Beyond Better and Worse: Variation, not valuation, as the root of life

Values. Your workplace probably has five of them and they are probably banal. You have some – you might like the sun more than the rain, or Thai food less than Vietnamese food. Societies can be described to have them; harmony, freedom, fairness come in varying degrees across countries, as a result of ranking. Stacking concepts or foods or people to identify what or who is better and worse than what is a project that has a long history. It’s also a project that needs to end, or at least become overwhelmed by observations of variation. Natural selection implies “survival of the fittest”, but this is a misleading way to represent the reality: many variations happen, some of them reproduce under certain environmental conditions. The lack of reproduction and therefore continuity may means a species or individual’s genes will not be partially represented in offspring, but that doesn’t make the lives lived by the species or individuals whose lines have come to an end any less observable. A variation wishes to be observed, not told that it is good (and certainly not that it is bad). A giraffe wants to be seen, not told that its neck is long in a way that looks bad or weird or ugly.

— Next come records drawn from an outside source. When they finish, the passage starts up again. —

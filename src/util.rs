// This file is part of the rochade library.
// Copyright (C) 2026 The rochade developers
//
// This program is free software: you can redistribute it and/or modify
// it under the terms of the GNU General Public License as published by
// the Free Software Foundation, either version 3 of the License, or
// (at your option) any later version.
//
// This program is distributed in the hope that it will be useful,
// but WITHOUT ANY WARRANTY; without even the implied warranty of
// MERCHANTABILITY or FITNESS FOR A PARTICULAR PURPOSE. See the
// GNU General Public License for more details.
//
// You should have received a copy of the GNU General Public License
// along with this program. If not, see <http://www.gnu.org/licenses/>.

use std::num::TryFromIntError;

pub(crate) fn out_of_range_error() -> TryFromIntError {
    // TryFromIntError has a private constructor. Borrow one from a
    // conversion that is known to fail.
    u8::try_from(u32::MAX).unwrap_err()
}
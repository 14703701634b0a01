// This file is part of the rochade library.
// Copyright (C) 2026 The rochade developers
//
// This program is free software: you can redistribute it and/or modify
// it under the terms of the GNU General Public License as published by
// the Free Software Foundation, either version 3 of the License, or
// (at your option) any later version.
//
// This program is distributed in the hope that it will be useful,
// but WITHOUT ANY WARRANTY; without even the implied warranty of
// MERCHANTABILITY or FITNESS FOR A PARTICULAR PURPOSE. See the
// GNU General Public License for more details.
//
// You should have received a copy of the GNU General Public License
// along with this program. If not, see <http://www.gnu.org/licenses/>.

use std::{error::Error, fmt, ops, str::FromStr};

use crate::{role::Role, square::Rank, types::Piece};

/// `White` or `Black`.
///
/// `White` is always the first mover.
#[allow(missing_docs)]
#[cfg_attr(feature = "arbitrary", derive(arbitrary::Arbitrary))]
#[cfg_attr(feature = "serde", derive(serde::Serialize, serde::Deserialize))]
#[cfg_attr(feature = "serde", serde(rename_all = "lowercase"))]
#[derive(Copy, Clone, Eq, PartialEq, Debug, Hash)]
pub enum Color {
    Black = 0,
    White = 1,
}

impl Color {
    /// Parses the side to move field of a FEN.
    pub const fn from_char(ch: char) -> Option<Color> {
        match ch {
            'w' => Some(Color::White),
            'b' => Some(Color::Black),
            _ => None,
        }
    }

    #[inline]
    pub const fn from_white(white: bool) -> Color {
        if white {
            Color::White
        } else {
            Color::Black
        }
    }

    #[inline]
    pub fn fold_wb<T>(self, white: T, black: T) -> T {
        match self {
            Color::White => white,
            Color::Black => black,
        }
    }

    #[inline]
    pub const fn is_white(self) -> bool {
        matches!(self, Color::White)
    }

    #[inline]
    pub const fn is_black(self) -> bool {
        matches!(self, Color::Black)
    }

    #[must_use]
    #[inline]
    pub const fn other(self) -> Color {
        match self {
            Color::White => Color::Black,
            Color::Black => Color::White,
        }
    }

    /// The rank the pieces of this color start on.
    #[inline]
    pub const fn backrank(self) -> Rank {
        match self {
            Color::White => Rank::First,
            Color::Black => Rank::Eighth,
        }
    }

    /// Rank as seen from this side of the board.
    ///
    /// # Examples
    ///
    /// ```
    /// use rochade::{Color, Rank};
    ///
    /// assert_eq!(Color::White.relative_rank(Rank::Second), Rank::Second);
    /// assert_eq!(Color::Black.relative_rank(Rank::Second), Rank::Seventh);
    /// ```
    #[inline]
    pub const fn relative_rank(self, rank: Rank) -> Rank {
        match self {
            Color::White => rank,
            Color::Black => rank.flip_vertical(),
        }
    }

    /// The rank delta of a pawn push.
    #[inline]
    pub const fn pawn_direction(self) -> i32 {
        match self {
            Color::White => 1,
            Color::Black => -1,
        }
    }

    pub const fn char(self) -> char {
        match self {
            Color::White => 'w',
            Color::Black => 'b',
        }
    }

    #[inline]
    pub const fn pawn(self) -> Piece {
        Role::Pawn.of(self)
    }
    #[inline]
    pub const fn knight(self) -> Piece {
        Role::Knight.of(self)
    }
    #[inline]
    pub const fn bishop(self) -> Piece {
        Role::Bishop.of(self)
    }
    #[inline]
    pub const fn rook(self) -> Piece {
        Role::Rook.of(self)
    }
    #[inline]
    pub const fn queen(self) -> Piece {
        Role::Queen.of(self)
    }
    #[inline]
    pub const fn king(self) -> Piece {
        Role::King.of(self)
    }

    /// `White` and `Black`, in this order.
    pub const ALL: [Color; 2] = [Color::White, Color::Black];
}

impl ops::Not for Color {
    type Output = Color;

    #[inline]
    fn not(self) -> Color {
        self.other()
    }
}

impl fmt::Display for Color {
    fn fmt(&self, f: &mut fmt::Formatter<'_>) -> fmt::Result {
        f.write_str(self.fold_wb("white", "black"))
    }
}

/// Error when parsing an invalid color name.
#[derive(Clone, Debug)]
pub struct ParseColorError;

impl fmt::Display for ParseColorError {
    fn fmt(&self, f: &mut fmt::Formatter<'_>) -> fmt::Result {
        f.write_str("invalid color")
    }
}

impl Error for ParseColorError {}

impl FromStr for Color {
    type Err = ParseColorError;

    fn from_str(s: &str) -> Result<Color, ParseColorError> {
        Ok(match s {
            "white" => Color::White,
            "black" => Color::Black,
            _ => return Err(ParseColorError),
        })
    }
}

#[cfg(test)]
mod tests {
    use super::*;

    #[test]
    fn test_not() {
        assert_eq!(!Color::White, Color::Black);
        assert_eq!(!Color::Black, Color::White);
    }

    #[test]
    fn test_from_str() {
        assert_eq!("white".parse::<Color>().ok(), Some(Color::White));
        assert_eq!("black".parse::<Color>().ok(), Some(Color::Black));
        assert!("w".parse::<Color>().is_err());
    }
}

Giraffes don’t have values, but they do eat and avoid being eaten. However, to eat is not to value eating more than being eaten. Both of these activities stand on their own and would be completely absurd to compare: will I eat today or will I avoid being eaten? A choice a giraffe will never have to make, because it just so happens that they can usually do both at the same time. Can you think like a giraffe? Why would you need to rank Thai food and Vietnamese food if you can have either one or both any given day or meal? How could one person be ranked more highly than another, when more than one person can exist, be observed, eat, and avoid being eaten, all at the same time? Philosophers and economists are in denial about the impressiveness of living things. Both archetypes like to believe that they have outsmarted living things and have built systems that are a better fit for life than life itself. Maybe they should try putting a sweater on a tiger that has just the right utility and value for tigers. Tigers, it turns out, know how to eat intellectuals while avoiding wearing sweaters. Be a little more like tigers, but not all the way like them.